- **DIRECTIONS**
Below are entries; print them exactly from the first line through the one containing "category are conserved".

═════ INFORMATION

//! Category / authorization guard
//!
//! Checks a complete transaction without trusting how it was built:
//!
//! 1. every facet token decodes and belongs to its facet's category
//! 2. supply of a facet category changes, and its state commitments are
//!    rewritten, only with its registry token consumed and recreated (or
//!    created at genesis)
//! 3. state tokens carry exactly the dust value; registries, pool state and
//!    price feeds stay locked by the covenant
//! 4. native value and every fungible category are conserved
//! 5. each registry (and the quote vault) moves by exactly its declared delta
//!
//! Admin signatures are checked by the transitions that need them, see
//! [`crate::auth`].

use std::collections::BTreeMap;

use facet_codec::{Commitment, Facet};
use facet_types::{CategoryId, CovenantError, CovenantResult, Output, Transaction};
use tracing::debug;

use crate::deployment::Deployment;
use crate::draft::ReserveDelta;
use crate::tokens::{classify, TokenClass};

#[derive(Debug, Default)]
struct FacetTally {
    registries_in: Vec<u64>,
    registries_out: Vec<u64>,
    state_in: Vec<Vec<u8>>,
    state_out: Vec<Vec<u8>>,
}

#[derive(Debug, Default)]
struct Tally {
    facets: BTreeMap<Facet, FacetTally>,
    vault_in: Vec<u64>,
    vault_out: Vec<u64>,
}

fn must_be_covenant_locked(commitment: &Commitment) -> bool {
    matches!(
        commitment,
        Commitment::PoolState(_) | Commitment::PriceFeed(_)
    )
}

fn commitment_bytes(output: &Output) -> Vec<u8> {
    output
        .nft()
        .map(|nft| nft.commitment.clone())
        .unwrap_or_default()
}

fn tally(deployment: &Deployment, tx: &Transaction) -> CovenantResult<Tally> {
    let mut tally = Tally::default();

    for utxo in &tx.inputs {
        match classify(deployment, &utxo.output)? {
            TokenClass::Registry { facet, .. } => tally
                .facets
                .entry(facet)
                .or_default()
                .registries_in
                .push(utxo.output.value),
            TokenClass::State { facet, .. } => tally
                .facets
                .entry(facet)
                .or_default()
                .state_in
                .push(commitment_bytes(&utxo.output)),
            TokenClass::QuoteVault { amount } => tally.vault_in.push(amount),
            TokenClass::Foreign => {}
        }
    }

    let dust = deployment.params.token_dust;
    for output in &tx.outputs {
        match classify(deployment, output)? {
            TokenClass::Registry { facet, .. } => {
                if !output.destination.is_covenant() {
                    return Err(CovenantError::invalid(format!(
                        "{} registry must stay locked by the covenant",
                        facet
                    )));
                }
                tally
                    .facets
                    .entry(facet)
                    .or_default()
                    .registries_out
                    .push(output.value);
            }
            TokenClass::State { facet, commitment } => {
                if output.value != dust {
                    return Err(CovenantError::invalid(format!(
                        "{} token carries {} instead of the dust value {}",
                        commitment.kind(),
                        output.value,
                        dust
                    )));
                }
                if must_be_covenant_locked(&commitment) && !output.destination.is_covenant() {
                    return Err(CovenantError::invalid(format!(
                        "{} token must stay locked by the covenant",
                        commitment.kind()
                    )));
                }
                tally
                    .facets
                    .entry(facet)
                    .or_default()
                    .state_out
                    .push(commitment_bytes(output));
            }
            TokenClass::QuoteVault { amount } => tally.vault_out.push(amount),
            TokenClass::Foreign => {}
        }
    }
    Ok(tally)
}

fn check_supply(deployment: &Deployment, tx: &Transaction, tally: &Tally) -> CovenantResult<()> {
    let genesis = tx
        .inputs
        .first()
        .filter(|utxo| utxo.outpoint.vout == 0)
        .map(|utxo| CategoryId::from(utxo.outpoint.txid));

    for (facet, counts) in &tally.facets {
        let category = deployment.category(*facet);
        let missing = |reason: &str| CovenantError::MintingAuthorityMissing {
            category,
            reason: reason.to_string(),
        };

        if counts.registries_in.len() > 1 || counts.registries_out.len() > 1 {
            return Err(missing("registry token duplicated"));
        }
        let registry_in = !counts.registries_in.is_empty();
        let registry_out = !counts.registries_out.is_empty();

        if registry_in && !registry_out {
            return Err(missing("registry consumed but not recreated"));
        }
        if registry_out && !registry_in && genesis != Some(category) {
            return Err(missing("registry created outside its genesis transaction"));
        }
        if !registry_out {
            if counts.state_in.len() != counts.state_out.len() {
                return Err(missing(&format!(
                    "supply changes from {} to {} without the registry",
                    counts.state_in.len(),
                    counts.state_out.len()
                )));
            }
            let mut before = counts.state_in.clone();
            let mut after = counts.state_out.clone();
            before.sort_unstable();
            after.sort_unstable();
            if before != after {
                return Err(missing("state commitment rewritten without the registry"));
            }
        }
    }

    let pool_present = tally
        .facets
        .get(&Facet::Pool)
        .is_some_and(|counts| !counts.registries_in.is_empty());
    if tally.vault_in.len() > 1 || tally.vault_out.len() > 1 {
        return Err(CovenantError::invalid("quote vault duplicated"));
    }
    if (!tally.vault_in.is_empty() || !tally.vault_out.is_empty()) && !pool_present {
        return Err(CovenantError::MintingAuthorityMissing {
            category: deployment.category(Facet::Pool),
            reason: "quote vault moved without the pool registry".to_string(),
        });
    }
    Ok(())
}

fn check_conservation(deployment: &Deployment, tx: &Transaction) -> CovenantResult<()> {
    let overflow = || CovenantError::out_of_range_wide("native_total", u128::from(u64::MAX) + 1);
    let inputs = tx.input_value().ok_or_else(overflow)?;
    let outputs = tx.output_value().ok_or_else(overflow)?;
    if outputs.checked_add(tx.fee) != Some(inputs) {
        return Err(CovenantError::ValueMismatch {
            inputs,
            outputs,
            fee: tx.fee,
        });
    }

    let mut balances: BTreeMap<CategoryId, (u128, u128)> = BTreeMap::new();
    let mut record = |output: &Output, side: usize| {
        if let Some(token) = &output.token {
            if deployment.categories.facet_of(&token.category).is_none() {
                let entry = balances.entry(token.category).or_default();
                let slot = if side == 0 { &mut entry.0 } else { &mut entry.1 };
                *slot += u128::from(token.amount);
            }
        }
    };
    tx.inputs.iter().for_each(|utxo| record(&utxo.output, 0));
    tx.outputs.iter().for_each(|output| record(output, 1));

    for (category, (inputs, outputs)) in balances {
        if inputs != outputs {
            return Err(CovenantError::FungibleMismatch {
                category,
                inputs: u64::try_from(inputs).unwrap_or(u64::MAX),
                outputs: u64::try_from(outputs).unwrap_or(u64::MAX),
            });
        }
    }
    Ok(())
}

fn check_delta(
    facet: Facet,
    what: &str,
    before: u64,
    after: u64,
    declared: i128,
) -> CovenantResult<()> {
    let expected = i128::from(before) + declared;
    if expected < 0 {
        return Err(CovenantError::InsufficientReserve {
            available: before,
            required: u64::try_from(-declared).unwrap_or(u64::MAX),
        });
    }
    if i128::from(after) != expected {
        return Err(CovenantError::invalid(format!(
            "{} {} moved from {} to {}, declared change {}",
            facet, what, before, after, declared
        )));
    }
    Ok(())
}

fn check_deltas(
    tally: &Tally,
    deltas: &BTreeMap<Facet, ReserveDelta>,
) -> CovenantResult<()> {
    for (facet, declared) in deltas {
        let counts = tally.facets.get(facet);
        let present = counts
            .is_some_and(|c| !c.registries_in.is_empty() && !c.registries_out.is_empty());
        if !present {
            return Err(CovenantError::MissingInput(format!(
                "{} registry for a declared reserve change",
                facet
            )));
        }
        if *facet != Facet::Pool && declared.fungible != 0 {
            return Err(CovenantError::invalid(format!(
                "{} declares a quote change",
                facet
            )));
        }
    }

    for (facet, counts) in &tally.facets {
        if let (Some(before), Some(after)) =
            (counts.registries_in.first(), counts.registries_out.first())
        {
            let declared = deltas.get(facet).copied().unwrap_or_default();
            check_delta(*facet, "reserve", *before, *after, declared.native)?;
        }
    }

    let vault_before = tally.vault_in.first().copied().unwrap_or(0);
    let vault_after = tally.vault_out.first().copied().unwrap_or(0);
    let declared = deltas
        .get(&Facet::Pool)
        .map_or(0, |delta| delta.fungible);
    check_delta(Facet::Pool, "quote vault", vault_before, vault_after, declared)
}

/// Check a finalized transaction against the declared reserve deltas
pub fn check(
    deployment: &Deployment,
    tx: &Transaction,
    deltas: &BTreeMap<Facet, ReserveDelta>,
) -> CovenantResult<()> {
    let tally = tally(deployment, tx)?;
    check_supply(deployment, tx, &tally)?;
    check_conservation(deployment, tx)?;
    check_deltas(&tally, deltas)?;
    debug!(
        inputs = tx.inputs.len(),
        outputs = tx.outputs.len(),
        fee = tx.fee,
        "Guard checks passed"
    );
    Ok(())
}
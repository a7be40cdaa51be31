//! Submission loop against the in-memory ledger, including lost races

use std::sync::atomic::{AtomicU32, Ordering};
use std::sync::Arc;
use std::time::Duration;

use async_trait::async_trait;
use facet_chain::{
    AdminPlan, AdminRequest, AdminSigner, Broadcaster, ChainError, ChainQuery, ChainResult,
    LocalSigner, MemoryLedger, Prepared, Rejection, RetryPolicy, Snapshot, Submitter,
};
use facet_codec::{Commitment, CommitmentKind, CommitmentLayout, Facet, StakeReceipt};
use facet_config::FacetConfig;
use facet_covenant::{AdminAction, Deployment, Operation, TransitionValidator, TxContext};
use facet_types::{
    CategoryId, CodeHash, CovenantError, Destination, Outpoint, Output, Transaction, TxId, Utxo,
};

const NOW: u32 = 1_000_000;
const FEE: u64 = 200;

fn wallet(tag: u8) -> Destination {
    Destination::holder(vec![0x76, tag])
}

fn category(facet: Facet) -> CategoryId {
    CategoryId::new([0x40 + facet.id(); 32])
}

fn policy(max_retries: u32) -> RetryPolicy {
    RetryPolicy {
        max_retries,
        initial_backoff: Duration::from_millis(1),
    }
}

fn validator(signer: &LocalSigner) -> Arc<TransitionValidator> {
    let mut config = FacetConfig::default();
    config.admin.key_hash = signer.key_hash().to_hex();
    config.categories.staking = category(Facet::Staking).to_hex();
    config.categories.principal = category(Facet::Principal).to_hex();
    config.categories.yield_token = category(Facet::Yield).to_hex();
    config.categories.pool = category(Facet::Pool).to_hex();
    config.categories.options = category(Facet::Options).to_hex();
    config.categories.oracle = category(Facet::Oracle).to_hex();
    config.categories.quote = CategoryId::new([0x70; 32]).to_hex();
    config.categories.oracle_asset = CategoryId::new([0x71; 32]).to_hex();
    config.options.writer = "76ff".to_string();
    Arc::new(TransitionValidator::new(
        Deployment::from_config(&config).unwrap(),
    ))
}

async fn fund(ledger: &MemoryLedger, owner: &Destination, tag: u8, value: u64) {
    ledger
        .mint(Utxo::new(
            Outpoint::new(TxId::new([tag; 32]), 7),
            Output::payment(owner.clone(), value),
        ))
        .await;
}

/// Ledger with every facet deployed
async fn deployed(signer: &LocalSigner, validator: &TransitionValidator) -> MemoryLedger {
    let ledger = MemoryLedger::new(NOW);
    for facet in Facet::ALL {
        let genesis = Utxo::new(
            Outpoint::new(TxId::new(category(facet).into_inner()), 0),
            Output::payment(wallet(0xad), 10_000),
        );
        ledger.mint(genesis.clone()).await;

        let code_hash = CodeHash::new([facet.id(); 32]);
        let auth = signer
            .authorize(&genesis.outpoint, &AdminAction::Deploy { facet, code_hash })
            .await
            .unwrap();
        let ctx = TxContext {
            now: NOW,
            fee: FEE,
            funding: vec![genesis],
            change: wallet(0xad),
        };
        let tx = validator
            .construct(
                &Operation::Deploy {
                    facet,
                    code_hash,
                    auth,
                },
                &[],
                &ctx,
            )
            .unwrap();
        ledger.broadcast(&tx).await.unwrap();
    }
    ledger
}

fn stake_plan(amount: u64, holder: Destination) -> impl Fn(&Snapshot) -> ChainResult<Prepared> {
    move |snapshot: &Snapshot| {
        Ok(Prepared {
            operation: Operation::Stake {
                amount,
                holder: holder.clone(),
            },
            state_inputs: vec![snapshot.registry(Facet::Staking)?],
        })
    }
}

async fn staking_reserve(ledger: &MemoryLedger) -> u64 {
    let registries = ledger
        .unspent_by_category(&category(Facet::Staking))
        .await
        .unwrap()
        .into_iter()
        .filter(|utxo| utxo.output.token.as_ref().is_some_and(|t| t.is_minting()))
        .collect::<Vec<_>>();
    assert_eq!(registries.len(), 1);
    registries[0].output.value
}

/// Chain wrapper that lands a rival stake just before each of our broadcasts
struct Interloper {
    ledger: MemoryLedger,
    validator: Arc<TransitionValidator>,
    rival: Destination,
    front_runs: AtomicU32,
}

impl Interloper {
    async fn front_run(&self) -> ChainResult<()> {
        let snapshot = Snapshot::load(&self.ledger, self.validator.deployment(), &self.rival).await?;
        let ctx = TxContext {
            now: snapshot.now,
            fee: FEE,
            funding: snapshot.funding.clone(),
            change: self.rival.clone(),
        };
        let tx = self.validator.construct(
            &Operation::Stake {
                amount: 10_000,
                holder: self.rival.clone(),
            },
            &[snapshot.registry(Facet::Staking)?],
            &ctx,
        )?;
        self.ledger.broadcast(&tx).await?;
        Ok(())
    }
}

#[async_trait]
impl ChainQuery for Interloper {
    async fn unspent_by_category(&self, category: &CategoryId) -> ChainResult<Vec<Utxo>> {
        self.ledger.unspent_by_category(category).await
    }

    async fn unspent_for(&self, destination: &Destination) -> ChainResult<Vec<Utxo>> {
        self.ledger.unspent_for(destination).await
    }

    async fn current_time(&self) -> ChainResult<u32> {
        self.ledger.current_time().await
    }
}

#[async_trait]
impl Broadcaster for Interloper {
    async fn broadcast(&self, tx: &Transaction) -> ChainResult<TxId> {
        let pending = self.front_runs.load(Ordering::SeqCst);
        if pending > 0 {
            self.front_runs.store(pending - 1, Ordering::SeqCst);
            self.front_run().await?;
        }
        self.ledger.broadcast(tx).await
    }
}

async fn interloper(front_runs: u32) -> (Arc<Interloper>, Arc<TransitionValidator>) {
    let signer = LocalSigner::from_seed([1; 32]);
    let validator = validator(&signer);
    let ledger = deployed(&signer, &validator).await;
    fund(&ledger, &wallet(1), 0x01, 1_000_000).await;
    fund(&ledger, &wallet(2), 0x02, 1_000_000).await;
    let chain = Arc::new(Interloper {
        ledger,
        validator: validator.clone(),
        rival: wallet(2),
        front_runs: AtomicU32::new(front_runs),
    });
    (chain, validator)
}

#[tokio::test]
async fn test_stake_lands_on_first_attempt() {
    let signer = LocalSigner::from_seed([1; 32]);
    let validator = validator(&signer);
    let ledger = Arc::new(deployed(&signer, &validator).await);
    fund(&ledger, &wallet(1), 0x01, 1_000_000).await;

    let submitter = Submitter::new(validator, ledger.clone(), wallet(1), FEE, policy(3));
    let submitted = submitter.submit(&stake_plan(50_000, wallet(1))).await.unwrap();

    assert_eq!(submitted.attempts, 1);
    assert_eq!(submitted.txid, facet_chain::txid(&submitted.tx).unwrap());
    assert_eq!(staking_reserve(&ledger).await, 50_000);
    let receipts = ledger.unspent_for(&wallet(1)).await.unwrap();
    assert!(receipts
        .iter()
        .any(|utxo| utxo.output.category() == Some(category(Facet::Staking))));
}

#[tokio::test]
async fn test_receipt_cannot_be_inflated_outside_the_covenant() {
    let signer = LocalSigner::from_seed([1; 32]);
    let validator = validator(&signer);
    let ledger = Arc::new(deployed(&signer, &validator).await);
    fund(&ledger, &wallet(1), 0x01, 1_000_000).await;
    fund(&ledger, &wallet(2), 0x02, 1_000_000).await;
    for (owner, amount) in [(wallet(1), 50_000), (wallet(2), 10_000)] {
        Submitter::new(validator.clone(), ledger.clone(), owner.clone(), FEE, policy(3))
            .submit(&stake_plan(amount, owner))
            .await
            .unwrap();
    }

    let receipt = ledger
        .unspent_for(&wallet(2))
        .await
        .unwrap()
        .into_iter()
        .find(|utxo| utxo.output.category() == Some(category(Facet::Staking)))
        .unwrap();
    let mut inflated = receipt.output.clone();
    if let Some(nft) = inflated.token.as_mut().and_then(|token| token.nft.as_mut()) {
        nft.commitment = StakeReceipt { amount: 60_000 }.encode();
    }
    let err = ledger
        .broadcast(&Transaction {
            inputs: vec![receipt.clone()],
            outputs: vec![inflated],
            fee: 0,
        })
        .await
        .unwrap_err();

    assert!(matches!(
        err,
        ChainError::Rejected(Rejection::NftUnauthorized { .. })
    ));
    assert!(ledger.is_unspent(&receipt.outpoint).await);
    assert_eq!(staking_reserve(&ledger).await, 60_000);
}

#[tokio::test]
async fn test_lost_race_rebuilds_against_winner() {
    let (chain, validator) = interloper(1).await;
    let submitter = Submitter::new(validator, chain.clone(), wallet(1), FEE, policy(3));

    let submitted = submitter.submit(&stake_plan(30_000, wallet(1))).await.unwrap();
    assert_eq!(submitted.attempts, 2);
    assert_eq!(staking_reserve(&chain.ledger).await, 40_000);
}

#[tokio::test]
async fn test_retries_exhausted_after_repeated_losses() {
    let (chain, validator) = interloper(5).await;
    let submitter = Submitter::new(validator, chain.clone(), wallet(1), FEE, policy(2));

    let err = submitter
        .submit(&stake_plan(30_000, wallet(1)))
        .await
        .unwrap_err();
    assert!(matches!(
        err,
        ChainError::RetriesExhausted {
            attempts: 3,
            last: Rejection::InputsSpent { .. }
        }
    ));
    assert_eq!(staking_reserve(&chain.ledger).await, 30_000);
}

#[tokio::test]
async fn test_covenant_error_is_terminal() {
    let signer = LocalSigner::from_seed([1; 32]);
    let validator = validator(&signer);
    let ledger = Arc::new(deployed(&signer, &validator).await);
    fund(&ledger, &wallet(1), 0x01, 1_000_000).await;
    let before = ledger.accepted().await;

    let submitter = Submitter::new(validator, ledger.clone(), wallet(1), FEE, policy(3));
    let err = submitter.submit(&stake_plan(10, wallet(1))).await.unwrap_err();
    assert!(matches!(
        err,
        ChainError::Covenant(CovenantError::BelowMinimum { .. })
    ));
    assert!(!err.is_retryable());
    assert_eq!(ledger.accepted().await, before);
}

#[tokio::test]
async fn test_admin_plan_resigns_each_update() {
    let signer = Arc::new(LocalSigner::from_seed([1; 32]));
    let validator = validator(&signer);
    let ledger = Arc::new(deployed(&signer, &validator).await);
    fund(&ledger, &wallet(0xad), 0x0a, 1_000_000).await;

    let submitter = Submitter::new(
        validator.clone(),
        ledger.clone(),
        wallet(0xad),
        FEE,
        policy(3),
    );
    for (step, price) in [(0u32, 1_250u64), (60, 1_300)] {
        ledger.advance_time(step).await;
        let plan = AdminPlan {
            signer: signer.clone(),
            request: AdminRequest::UpdatePrice { price },
        };
        submitter.submit(&plan).await.unwrap();
    }

    let snapshot = Snapshot::load(ledger.as_ref(), validator.deployment(), &wallet(0xad))
        .await
        .unwrap();
    let feeds = snapshot.states(CommitmentKind::PriceFeed);
    assert_eq!(feeds.len(), 1);
    assert!(matches!(
        feeds[0].1,
        Commitment::PriceFeed(f) if f.price == 1_300 && f.published_at == NOW + 60
    ));
}

#[tokio::test]
async fn test_admin_plan_with_foreign_key_unauthorized() {
    let signer = LocalSigner::from_seed([1; 32]);
    let validator = validator(&signer);
    let ledger = Arc::new(deployed(&signer, &validator).await);
    fund(&ledger, &wallet(0xad), 0x0a, 1_000_000).await;

    let submitter = Submitter::new(validator, ledger, wallet(0xad), FEE, policy(3));
    let plan = AdminPlan {
        signer: Arc::new(LocalSigner::from_seed([2; 32])),
        request: AdminRequest::SetPaused {
            facet: Facet::Staking,
            paused: true,
        },
    };
    let err = submitter.submit(&plan).await.unwrap_err();
    assert!(matches!(
        err,
        ChainError::Covenant(CovenantError::Unauthorized { .. })
    ));
}

#[tokio::test(flavor = "multi_thread", worker_threads = 4)]
async fn test_concurrent_stakers_all_land() {
    let signer = LocalSigner::from_seed([1; 32]);
    let validator = validator(&signer);
    let ledger = Arc::new(deployed(&signer, &validator).await);

    let mut handles = Vec::new();
    for tag in 1..=4u8 {
        fund(&ledger, &wallet(tag), tag, 1_000_000).await;
        let submitter = Submitter::new(
            validator.clone(),
            ledger.clone(),
            wallet(tag),
            FEE,
            policy(10),
        );
        handles.push(tokio::spawn(async move {
            submitter
                .submit(&stake_plan(10_000 * u64::from(tag), wallet(tag)))
                .await
        }));
    }
    for handle in handles {
        handle.await.unwrap().unwrap();
    }
    assert_eq!(staking_reserve(&ledger).await, 100_000);
}

#[tokio::test]
async fn test_pool_plans_select_from_snapshot() {
    let signer = LocalSigner::from_seed([1; 32]);
    let validator = validator(&signer);
    let ledger = Arc::new(deployed(&signer, &validator).await);
    let provider = wallet(3);
    fund(&ledger, &provider, 0x03, 1_000_000).await;
    ledger
        .mint(Utxo::new(
            Outpoint::new(TxId::new([0x33; 32]), 0),
            Output::with_token(
                provider.clone(),
                0,
                facet_types::TokenData::fungible(validator.deployment().quote, 50_000),
            ),
        ))
        .await;

    let submitter = Submitter::new(validator.clone(), ledger.clone(), provider.clone(), FEE, policy(3));
    let holder = provider.clone();
    submitter
        .submit(&move |snapshot: &Snapshot| -> ChainResult<Prepared> {
            Ok(Prepared {
                operation: Operation::AddLiquidity {
                    amount0: 40_000,
                    amount1: 40_000,
                    tick_lower: -60,
                    tick_upper: 60,
                    holder: holder.clone(),
                },
                state_inputs: snapshot.pool_inputs()?,
            })
        })
        .await
        .unwrap();

    let holder = provider.clone();
    let collected = submitter
        .submit(&move |snapshot: &Snapshot| -> ChainResult<Prepared> {
            let mut state_inputs = snapshot.pool_inputs()?;
            state_inputs.push(snapshot.state_at(CommitmentKind::Position, &holder)?);
            state_inputs.push(snapshot.state_at(CommitmentKind::FeeCheckpoint, &holder)?);
            Ok(Prepared {
                operation: Operation::Collect {
                    payout: holder.clone(),
                },
                state_inputs,
            })
        })
        .await
        .unwrap();
    assert_eq!(collected.attempts, 1);

    let snapshot = Snapshot::load(ledger.as_ref(), validator.deployment(), &provider)
        .await
        .unwrap();
    let vault = snapshot.quote_vault().unwrap();
    assert_eq!(
        vault.output.fungible_amount(&validator.deployment().quote),
        40_000
    );
    assert_eq!(snapshot.states(CommitmentKind::Position).len(), 1);
}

══════════

- **RESPONSE AREA**
//! Category / authorization guard
//!
//! Checks a complete transaction without trusting how it was built:
//!
//! 1. every facet token decodes and belongs to its facet's category
//! 2. supply of a facet category changes, and its state commitments are
//!    rewritten, only with its registry token consumed and recreated (or
//!    created at genesis)
//! 3. state tokens carry exactly the dust value; registries, pool state and
//!    price feeds stay locked by the covenant
//! 4. native value and every fungible category are conserved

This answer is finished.